Thursday, July 20, 2006

Hey Mom! Look what I did!

Woo! That's French Bull
The last two sentences, may not be mine, but I SWOON over my words in digital land.


Wednesday, July 19, 2006

"Shit" that's Funny

Two years ago I was saying that if we reelected Bush, at least we'd have someone to laugh at for the next four years. Not that we wouldn't have laughed at Kerry or that it's hard to find politicaliticians who've done or said something stupid each day, but when it comes to speaking publicly, or privately to Tony Blair on an open mic feed STRAIGHT to the "disgraceful" media, there's no one more comical than shit-talker George W. Bush.

The good Christian cusses! Muuhahaha.

What I really love about this story: every journalist mentions that Bush was "munching on a buttered roll" when he dropped the expletive.

As much as I dislike the man, he does have a point. HOWEVER, please, oh please get anyone to solve this latest world peace dilema or it will be:

"Premature Victory! And Buttered Rolls for ALL!"

Sunday, July 16, 2006

The Great Wine Giveaway





This is my desk at work:



Juan: Wow. You have a job. All college frat boys. Dream of.

Yes, yes I do.

Happy Birthday to Jackie

For Jackie's bday I got her the coolest card.

Front (Black background, White writing): It's your birthday and I got you this card!!!

Inside (White Duh. Black Writing): This is the inside!

And then a drew a cool stick figure drawing of me and her holding hands and glasses of beer. Jackie with Bud Light. Bridget with Miller Lite.

Back: This is the back!


Jackie: Thank you for the card. It was awesone..and very Bridget.
Me: you're welcome!!!
Me: did you like the drawing
Jackie: I LOVED IT!
Jackie: it was beautiful

Jackie totally rocks my socks.

Thursday, July 13, 2006

So I Never Did Find Out What Happened

with the BOMB SCARE.

I forgot to watch the news. Opps.

And the next day I frantically looked from Metro New York: nothing; spent the first hour, or so...looking up stuff online: nothing; brought it up with my boss at lunch: a very disinterested-this-happens-all-the-time-"Oh yeah? Did you hear about the other one the other day?"

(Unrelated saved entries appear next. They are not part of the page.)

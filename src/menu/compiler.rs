//! Menu tree compiler.
//!
//! Walks a [`MenuDescription`] level by level, writing into a mutable parent
//! container. Splice directives (`__default`, `__macOnly`, `__exceptMac`)
//! recurse into the *current* parent; everything else either appends,
//! replaces in place (string leaves) or replaces by move-to-end (containers).
//! Entries no case accepts are dropped without error.

use super::Platform;
use super::actions::{ActionTable, noop, resolve_named};
use super::defaults::DefaultsTable;
use super::description::{Directive, Entry, MenuDescription, SkipReason, classify};
use super::node::{Binding, MenuItem, MenuNode};

/// Compile `description` into the ordered list of top-level nodes.
///
/// The tree is built under an unlabeled root that is discarded on return.
pub fn compile(
    description: &MenuDescription,
    defaults: &DefaultsTable,
    actions: &ActionTable,
    platform: Platform,
) -> Vec<MenuNode> {
    let compiler = Compiler {
        defaults,
        actions,
        platform,
    };
    let mut root = MenuItem::container("");
    let mut expanding = Vec::new();
    compiler.walk(&mut root, description, &mut expanding);
    root.into_children()
}

struct Compiler<'a> {
    defaults: &'a DefaultsTable,
    actions: &'a ActionTable,
    platform: Platform,
}

impl<'a> Compiler<'a> {
    /// `expanding` holds the `__default` names currently being spliced so a
    /// fragment referencing itself is not re-entered.
    fn walk(&self, parent: &mut MenuItem, level: &'a MenuDescription, expanding: &mut Vec<&'a str>) {
        for (key, value) in level.iter() {
            match classify(key, value) {
                Directive::ListLeaf { label, parts } => {
                    parent.push(MenuNode::Item(self.list_leaf(label, parts)));
                }
                Directive::Separator => parent.push(MenuNode::Separator),
                Directive::DefaultRef(name) => {
                    let Some(fragment) = self.defaults.fragment(name) else {
                        tracing::debug!(default = name, "no default fragment to splice");
                        continue;
                    };
                    if expanding.contains(&name) {
                        tracing::warn!(default = name, "recursive default reference skipped");
                        continue;
                    }
                    expanding.push(name);
                    self.walk(parent, fragment, expanding);
                    expanding.pop();
                }
                Directive::RoleAssign(role) => parent.role = Some(role.to_string()),
                Directive::ActionLeaf { label, action } => {
                    let click = resolve_named(self.actions, action).unwrap_or_else(noop);
                    parent.upsert_leaf(MenuItem::leaf(label, None, Binding::Click(click)));
                }
                Directive::MacOnly(body) => {
                    if self.platform.is_darwin() {
                        self.walk(parent, body, expanding);
                    }
                }
                Directive::ExceptMac(body) => {
                    if !self.platform.is_darwin() {
                        self.walk(parent, body, expanding);
                    }
                }
                Directive::Container { label, body } => {
                    let mut container = MenuItem::container(label);
                    self.walk(&mut container, body, expanding);
                    parent.upsert_container(container);
                }
                Directive::Skip(SkipReason::NoChildren) => {
                    tracing::trace!(key, "entry marked __noChildren skipped");
                }
                Directive::Skip(SkipReason::Unrecognized) => {
                    tracing::trace!(key, "unrecognized entry dropped");
                }
            }
        }
    }

    /// `[shortcut?, click-or-role?, actionName?]`
    fn list_leaf(&self, label: &str, parts: &[Entry]) -> MenuItem {
        let accelerator = parts
            .first()
            .and_then(|shortcut| resolve_shortcut(shortcut, self.platform));

        let binding = match parts.get(1) {
            Some(inline) if inline.is_truthy() => match inline {
                Entry::Callable(f) => Binding::Click(f.clone()),
                Entry::Text(role) => Binding::Role(role.clone()),
                _ => Binding::None,
            },
            _ => parts
                .get(2)
                .and_then(Entry::as_action_key)
                .and_then(|name| resolve_named(self.actions, &name))
                .map_or(Binding::None, Binding::Click),
        };

        MenuItem::leaf(label, accelerator, binding)
    }
}

/// Pick the accelerator for `platform`. Variant objects use `mac` on Darwin
/// when set, else `default`, else nothing.
pub fn resolve_shortcut(shortcut: &Entry, platform: Platform) -> Option<String> {
    if !shortcut.is_truthy() {
        return None;
    }
    let picked = match shortcut {
        Entry::Object(variants) => variants
            .get("mac")
            .filter(|mac| mac.is_truthy() && platform.is_darwin())
            .or_else(|| variants.get("default").filter(|d| d.is_truthy()))?,
        other => other,
    };
    picked.as_scalar_str().map(|s| s.into_owned())
}
//! Windows opened by the shell.

use parking_lot::RwLock;
use std::path::PathBuf;
use std::sync::Arc;
use tauri::{AppHandle, Manager, Runtime, WebviewWindow};

use crate::error::Result;
use crate::shell::Shell;
use crate::view::AssembledView;

/// Window currently holding input focus, if any.
pub(crate) fn focused_window<R: Runtime>(app: &AppHandle<R>) -> Option<WebviewWindow<R>> {
    app.webview_windows()
        .into_values()
        .find(|w| w.is_focused().unwrap_or(false))
}

/// A webview window that renders shell views.
pub struct ShellWindow {
    shell: Arc<Shell>,
    window: WebviewWindow,
    current_view: RwLock<Option<PathBuf>>,
}

impl ShellWindow {
    pub(crate) fn new(shell: Arc<Shell>, window: WebviewWindow, view: Option<PathBuf>) -> Self {
        Self {
            shell,
            window,
            current_view: RwLock::new(view),
        }
    }

    /// Render `view` and navigate this window to it.
    pub fn load_view(&self, view: &str) -> Result<AssembledView> {
        let assembled = self.shell.render_view(view)?;
        self.window.navigate(assembled.url.clone())?;
        *self.current_view.write() = Some(assembled.path.clone());
        Ok(assembled)
    }

    /// Directory of the view last loaded into this window.
    pub fn current_view(&self) -> Option<PathBuf> {
        self.current_view.read().clone()
    }

    pub fn is_fullscreen(&self) -> Result<bool> {
        Ok(self.window.is_fullscreen()?)
    }

    pub fn set_fullscreen(&self, fullscreen: bool) -> Result<()> {
        Ok(self.window.set_fullscreen(fullscreen)?)
    }

    pub fn window(&self) -> &WebviewWindow {
        &self.window
    }
}
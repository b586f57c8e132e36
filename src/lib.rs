pub mod config;
pub mod error;
pub mod events;
pub mod interface;
pub mod logging;
pub mod menu;
pub mod protocol;
pub mod shell;
pub mod template;
pub mod view;
pub mod window;

use std::path::Path;
use std::sync::Arc;

pub use config::AppConfig;
pub use error::{Result, ShellError};
pub use events::{EventBus, EventHandler};
pub use interface::{Interface, InterfaceKind};
pub use menu::{ActionTable, MenuAction, MenuActivation, MenuNode, Platform};
pub use shell::Shell;
pub use window::ShellWindow;

/// Tauri builder wired to a shell loaded from `app_dir`.
///
/// Installs logging, the `view` protocol, menu dispatch and the shell
/// commands. Menus and windows are created from `setup` through the managed
/// `Arc<Shell>`.
pub fn builder(app_dir: impl AsRef<Path>) -> Result<(Arc<Shell>, tauri::Builder<tauri::Wry>)> {
    logging::init();
    let shell = Arc::new(Shell::new(app_dir)?);
    let builder = shell.clone().attach(tauri::Builder::default());
    Ok((shell, builder))
}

SO! I don't know what happened and so-called o'mighty seeks of truth, ahem, journalists have FAILED me. But my dad and my co-worker suggested that since no one died the story wouldn't be published, so as to not encourage any crazy bastards. Point taken.

However!

Do the o'might seeks of truth know that little ol'me was making herself a salad when her actress roommate burst through the door of the hallway-kitchen entrance and said (dramatically!) :

"There's a bomb scare!"

"A what? Are you joking?"

"I just talked to a lady and she said that they've tackled a man in front of the Chirping Chicken aand that he went in there with fake bomb a couple of days ago, but today he has a real bomb. There's police! And fire trucks! And the street is blocked off!"

"I JUST ate there!"

EMOTIONAL CONNECTION TO RESTAURANT THAT WAS ALMOST BLOWN UP!

"You should go out and see it!"

Then I couldn't really get myself out the door, Do I need my keys? Do I need a space suit? A shield? My dinner! I lie, I was just worried about my keys because I locked myself out of my apartment back in April. And my dinner.

Once outside: Why am I walking towards a bomb? Stupid. Yet, so curious! Oooh. Lots of cute firemen. Oh. I don't look so good, I was planning on doing laundry. First Avenue is blocked. Can't get to laundry mat. Involuntary procrastination. Sweet.

A curious observence: some New Yorkers didn't even care about this. Emotion, please! They were going for a run! They were going to catch a cab! Ha. Suckers. Point is: there were many people that tried to cross blocked-off First Ave.

And later when it was over and traffic had started flowing again. you would have never know it happened. On the way to the laundry mat I saw detectives talking to a man in a tie-dyed shirt, the same man people mentioned when I was standing around outside? There was a ton of broken glass on the opposite side of the street, but it might not have been related. The Chirppin Chicken was serving food. I was the only one still confused, curious and worried. To everyone else, it was late, dark and as Annie likes to say, "already tomorrow."